Southeastern Section - 57th Annual Meeting (10–11 April 2008)

Paper No. 15
Presentation Time: 1:30 PM-5:30 PM


PINNEY, Jenae E.1, SHAPIRO, Rebecca J.2, KISILA, Ben Odhiambo2 and SHARPLESS, Charles M.1, (1)Chemistry, University of Mary Washington, Jepson Science Center, 1301 College Ave, Fredericksburg, VA 22401, (2)Earth and Environmental Sciences, University of Mary Washington, Jepson Science Center, 1301 College Ave, Fredericksburg, VA 22401,

     The documented degradation of the Chesapeake Bay is a huge environmental concern. Excess nutrients, mainly nitrogen and phosphorous, from point and nonpoint sources pollute the water, causing overproduction of algae. Excess algae destroy the ecosystem by preventing sunlight from reaching aquatic plants. Algal decay also lowers dissolved O2, further stressing the ecosystem. Organic contaminants, such as pesticides and constituents of consumer products, may also pollute the bay. The Chesapeake Bay's drastic decrease in oysters is only one of many visible repercussions of this pollution.       This research aims to determine whether the Rappahannock River is a significant source of pollutants in the Chesapeake Bay.

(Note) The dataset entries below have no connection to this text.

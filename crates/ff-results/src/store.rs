//! Run storage API.

use crate::types::{FieldSnapshot, FrontRecord, RunManifest};
use crate::{ResultsError, ResultsResult};
use serde::Serialize;
use serde::de::DeserializeOwned;
use std::fs;
use std::path::{Path, PathBuf};

const MANIFEST_FILE: &str = "manifest.json";
const FRONT_FILE: &str = "front.jsonl";
const FIELD_FILE: &str = "field.jsonl";

#[derive(Clone, Debug)]
pub struct RunStore {
    root_dir: PathBuf,
}

impl RunStore {
    pub fn new(root_dir: PathBuf) -> ResultsResult<Self> {
        if !root_dir.exists() {
            fs::create_dir_all(&root_dir)?;
        }
        Ok(Self { root_dir })
    }

    /// Store kept next to a run configuration file, under `.frostfront/runs`.
    pub fn for_config(config_path: &Path) -> ResultsResult<Self> {
        let config_dir = config_path
            .parent()
            .ok_or_else(|| ResultsError::InvalidPath {
                message: "config path has no parent directory".to_string(),
            })?;
        Self::new(config_dir.join(".frostfront").join("runs"))
    }

    pub fn root_dir(&self) -> &Path {
        &self.root_dir
    }

    fn run_dir(&self, run_id: &str) -> PathBuf {
        self.root_dir.join(run_id)
    }

    pub fn has_run(&self, run_id: &str) -> bool {
        self.run_dir(run_id).join(MANIFEST_FILE).exists()
    }

    pub fn save_run(
        &self,
        manifest: &RunManifest,
        front: &[FrontRecord],
        field: &[FieldSnapshot],
    ) -> ResultsResult<()> {
        let run_dir = self.run_dir(&manifest.run_id);
        fs::create_dir_all(&run_dir)?;

        write_jsonl(&run_dir.join(FRONT_FILE), front)?;
        write_jsonl(&run_dir.join(FIELD_FILE), field)?;

        // manifest last: has_run only reports complete runs
        let manifest_json = serde_json::to_string_pretty(manifest)?;
        fs::write(run_dir.join(MANIFEST_FILE), manifest_json)?;

        Ok(())
    }

    pub fn load_manifest(&self, run_id: &str) -> ResultsResult<RunManifest> {
        let manifest_path = self.run_dir(run_id).join(MANIFEST_FILE);

        if !manifest_path.exists() {
            return Err(ResultsError::RunNotFound {
                run_id: run_id.to_string(),
            });
        }

        let content = fs::read_to_string(manifest_path)?;
        let manifest = serde_json::from_str(&content)?;
        Ok(manifest)
    }

    pub fn load_front(&self, run_id: &str) -> ResultsResult<Vec<FrontRecord>> {
        self.read_series(run_id, FRONT_FILE)
    }

    pub fn load_field(&self, run_id: &str) -> ResultsResult<Vec<FieldSnapshot>> {
        self.read_series(run_id, FIELD_FILE)
    }

    fn read_series<T: DeserializeOwned>(&self, run_id: &str, file: &str) -> ResultsResult<Vec<T>> {
        let path = self.run_dir(run_id).join(file);

        if !path.exists() {
            return Err(ResultsError::RunNotFound {
                run_id: run_id.to_string(),
            });
        }

        let content = fs::read_to_string(path)?;
        let mut records = Vec::new();
        for line in content.lines() {
            if !line.trim().is_empty() {
                records.push(serde_json::from_str(line)?);
            }
        }

        Ok(records)
    }

    /// All complete runs in the store, oldest first.
    pub fn list_runs(&self) -> ResultsResult<Vec<RunManifest>> {
        let mut runs = Vec::new();

        if !self.root_dir.exists() {
            return Ok(runs);
        }

        for entry in fs::read_dir(&self.root_dir)? {
            let entry = entry?;
            if entry.path().is_dir() {
                let run_id = entry.file_name().to_string_lossy().to_string();
                if let Ok(manifest) = self.load_manifest(&run_id) {
                    runs.push(manifest);
                }
            }
        }

        runs.sort_by(|a, b| a.timestamp.cmp(&b.timestamp));
        Ok(runs)
    }

    pub fn delete_run(&self, run_id: &str) -> ResultsResult<()> {
        let run_dir = self.run_dir(run_id);
        if run_dir.exists() {
            fs::remove_dir_all(run_dir)?;
        }
        Ok(())
    }
}

fn write_jsonl<T: Serialize>(path: &Path, records: &[T]) -> ResultsResult<()> {
    let mut content = String::new();
    for record in records {
        let line = serde_json::to_string(record)?;
        content.push_str(&line);
        content.push('\n');
    }
    fs::write(path, content)?;
    Ok(())
}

Five sampling locations were chosen to represent different land use surrounding the river including forest, agriculture, and human development. Water samples were taken periodically and analyzed for nitrate and phosphate using spectroscopic analyses. Sediment samples were also taken from some of the sampling locations and analyzed for phosphate and organic contaminants using colorimetric analysis and gas chromatography-mass spectrometry (GC-MS), respectively.

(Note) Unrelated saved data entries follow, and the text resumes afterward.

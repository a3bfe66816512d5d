//! Error types for solver operations.

use ff_core::FfError;
use thiserror::Error;

/// Errors that can occur while setting up or running a freeze.
#[derive(Error, Debug, Clone, PartialEq)]
pub enum SolverError {
    #[error("Invalid configuration: {what}")]
    InvalidConfig { what: String },

    #[error(
        "Unstable explicit scheme: diffusion number r = epsilon*dt/dx^2 = {r} exceeds {limit}; reduce dt or epsilon, or increase dx"
    )]
    Unstable { r: f64, limit: f64 },

    #[error("Numeric error: {what}")]
    Numeric { what: String },

    #[error("Core error: {0}")]
    Core(#[from] FfError),
}

pub type SolverResult<T> = Result<T, SolverError>;
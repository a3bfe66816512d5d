//! Run configuration validation.

use crate::ProjectError;
use crate::convert::{to_freeze_config, to_sweep_definition};
use crate::schema::RunConfigDef;

pub const LATEST_VERSION: u32 = 1;

#[derive(thiserror::Error, Debug)]
pub enum ValidationError {
    #[error("Invalid value: {field} = {value} ({reason})")]
    InvalidValue {
        field: String,
        value: String,
        reason: String,
    },

    #[error("Unsupported version: {version}")]
    UnsupportedVersion { version: u32 },
}

/// Check the file-level fields, then let the solver validate the run itself.
pub fn validate_config(config: &RunConfigDef) -> Result<(), ProjectError> {
    if config.version == 0 || config.version > LATEST_VERSION {
        return Err(ValidationError::UnsupportedVersion {
            version: config.version,
        }
        .into());
    }

    if config.name.trim().is_empty() {
        return Err(ValidationError::InvalidValue {
            field: "name".to_string(),
            value: format!("{:?}", config.name),
            reason: "must not be empty".to_string(),
        }
        .into());
    }

    to_freeze_config(config).validate()?;

    if let Some(sweep) = &config.sweep {
        to_sweep_definition(sweep)?;
    }

    Ok(())
}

Sampling began in May 2007 and continues on a monthly basis. In the city of Fredericksburg, the concentration of nitrate increased during the summer of 2007. During the same period, samples from sites below the city had lower concentrations of NO3-, presumably due to dilution and uptake by aquatic plants and algae. During the winter of 2007 nutrient levels increased in the agricultural areas due to lowered aquatic primary productivity. Overall, NO3- concentrations have not been at harmful levels during this short sampling time: the majority of samples have been under 0.8 mg/L NO3-. Phosphate in water has also been low during the sampling period: readings have varied between 2.00 and 20.00 µg P / L. Currently, PO43- concentrations do not appear to follow a spatial trend in the river water.  The concentrations in dried sediment were between 20.00 and 40.00 mg P / kg. This was well over 100 times the amount found in water, indicating the important role of sediment in nutrient retention. Preliminary GC-MS analysis of sediment has indicated organic contamination, possibly steroid products, but further analysis is needed to confirm identification.